Basketball’s growth in urban areas and among immigrant groups attracted both Jewish and non-Jewish entrepreneurs who sought to expand the sport’s scope.  Basketball promoters and commentators had discussed forming a ‘national’ basketball league in the 1910s and a national commission failed to control the various professional leagues of the northeast in the early 1920s.  In the middle of the decade, however, promoters formed the American Basketball League (ABL) as a ‘national’ league and attempted to reconstruct professional basketball into a mass, commercialized sport.[1]
The ABL attempted to turn basketball into a respectable sport.  The league banned profanity, used amateur rules, abandoned the ‘cage,’ and played its games in large urban arenas.  Moral condemnations of professional basketball declined as outright violence occurred less frequently.[2]  The ABL became the first league to serve as the pinnacle of a linear, though unstable, basketball hierarchy as a younger generation of former college players entered professional basketball.  Media attention remained fairly sparse, however, until the Celtics joined the league during its second season in 1926-27.[3]
ABL owners wanted to leave behind the chaos and instability of Progressive-era professional basketball where players had more control over their production.  The Celtics had illustrated the importance of continuity in building team success.  Other teams adopted the contractual model that both intensified the commodification of players and provided a massive salary surge.  ABL owners attempted to challenge all aspects of local basketball cultures, including scheduling, ticket prices, and most importantly, fan loyalties.  In some cities, fans decried an ABL team’s “unpopular attendance charge” and the possibility that the league would “unfavorably affect the popularity of local basketball games.”[4]


[1] For information on the national commission and discussion of the need for a national league, which would standardize rules of professional basketball, see Introduction, Reach Official Basketball Guide 1921-22 (Philadelphia, A.J. Reach & Co.: 1922);  Applin, “From Muscular Christianity to the Marketplace,” 194-196; Peterson, Cages to Jump Shots, 55. 

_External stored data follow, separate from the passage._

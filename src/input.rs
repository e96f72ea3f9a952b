//! Date-of-birth entry: parsing free text and applying the acceptance rules.

use std::io::{BufRead, Write};

use anyhow::{Context, Result, bail};
use thiserror::Error;
use tracing::debug;

use crate::calendar::CalendarDate;

pub const DEFAULT_MAX_AGE_YEARS: i32 = 130;

const PROMPT: &str = "Enter your Date of Birth (DD-MM-YYYY or DD/MM/YYYY or DD MM YYYY): ";

/// Why an entered date of birth was not accepted.
#[derive(Debug, Clone, Copy, Error, PartialEq, Eq)]
pub enum DobError {
    #[error("Please type something.")]
    Empty,

    #[error("Invalid format. Example: 07 02 2005 or 07-02-2005")]
    Format,

    #[error("That date is not valid on the calendar.")]
    Invalid,

    #[error("Date of birth cannot be in the future.")]
    Future,

    #[error("Unrealistic age (>{max_age} years). Please re-enter.")]
    Unrealistic { max_age: i32 },
}

/// Splits `text` on `-`, `/`, `.` or whitespace and reads day, month and
/// year from the first three fields. Day and month must be whole integers;
/// the year is read up to its first non-digit, and anything after that is
/// ignored.
pub fn parse_date(text: &str) -> Result<(i32, i32, i32), DobError> {
    if text.is_empty() {
        return Err(DobError::Empty);
    }

    let mut fields = text
        .split(|c: char| c == '-' || c == '/' || c == '.' || c.is_whitespace())
        .filter(|s| !s.is_empty());

    let mut next = |parse: fn(&str) -> Option<i32>| {
        fields.next().and_then(parse).ok_or(DobError::Format)
    };
    let day = next(|s| s.parse().ok())?;
    let month = next(|s| s.parse().ok())?;
    let year = next(leading_integer)?;
    Ok((day, month, year))
}

/// Reads an optionally signed integer from the start of `field`.
fn leading_integer(field: &str) -> Option<i32> {
    let sign = usize::from(field.starts_with(['+', '-']));
    let digits = field[sign..]
        .find(|c: char| !c.is_ascii_digit())
        .map_or(field.len(), |end| sign + end);
    if digits == sign {
        return None;
    }
    field[..digits].parse().ok()
}

/// Applies the acceptance rules in order: calendar validity, not in the
/// future, and no older than `max_age` years.
pub fn check_dob(
    day: i32,
    month: i32,
    year: i32,
    today: CalendarDate,
    max_age: i32,
) -> Result<CalendarDate, DobError> {
    let dob = CalendarDate::new(day, month, year).map_err(|_| DobError::Invalid)?;
    if dob > today {
        return Err(DobError::Future);
    }
    if today.year() - year > max_age {
        return Err(DobError::Unrealistic { max_age });
    }
    Ok(dob)
}

/// Parses and checks a single entry.
pub fn accept_dob(text: &str, today: CalendarDate, max_age: i32) -> Result<CalendarDate, DobError> {
    let (day, month, year) = parse_date(text)?;
    check_dob(day, month, year, today, max_age)
}

/// Prompts on `output` until a line read from `input` is an acceptable date
/// of birth. Fails only on I/O errors or when `input` is exhausted.
pub fn read_dob<R: BufRead, W: Write>(
    mut input: R,
    mut output: W,
    today: CalendarDate,
    max_age: i32,
) -> Result<CalendarDate> {
    let mut line = String::new();
    loop {
        write!(output, "{PROMPT}")?;
        output.flush()?;

        line.clear();
        let read = input
            .read_line(&mut line)
            .context("Failed to read date of birth")?;
        if read == 0 {
            bail!("Input closed before a valid date of birth was entered");
        }

        let entry = line.trim_end_matches(['\r', '\n']);
        match accept_dob(entry, today, max_age) {
            Ok(dob) => return Ok(dob),
            Err(e) => {
                debug!(entry, reason = ?e, "rejected date of birth");
                writeln!(output, "{e}")?;
            }
        }
    }
}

[2] As a ‘national’ league, the ABL had teams in New York, Brooklyn, Cleveland, Washington D.C., Rochester (N.Y.), Fort Wayne, Boston, Chicago, Detroit, and Buffalo. On the ban against profanity, see “’Oh, Pshaw,’ Limit in Epithets for Pro Fives; $10 a violation,” New York Times, December 31, 1927. For sporadic incidents of violence during basketball games, see “Celtics Win from Rosenblum Five, “New York Times, April 15, 1924; “Fist Fights as Jewels Defeat Celtics,” Brooklyn Daily Eagle, November 26, 1932. Jewish players were involved in both fights as Marty Friedman and Nat Holman squared off in 1924 during a game played for U.S. Olympic fund under the auspices of the Mayor’s Committee on Municipal Athletic Activity.  The 1932 fight occurred during another fundraiser, this time for a retired player.
[3] “Youngsters Crowding Cage Pros,” Los Angeles Times, December 25, 1927.  The article describes the generational transfer within the professional game as “college-trained youngsters” began to replace “old-timers.” 
[4] The ABL owners suspended a Brooklyn player during the first season for playing with a non-ABL team during the season.  See “Brooklyn Basketball Star Suspended,” Washington Post, November 20, 1925. Quote from “Thru Sportdom,” Baltimore Jewish Times, September 19, 1926. On salaries, see Peterson, Cages to Jump Shots, 84-94.  Holman received an annual salary of $10,000 from the Celtics during the mid-1920s.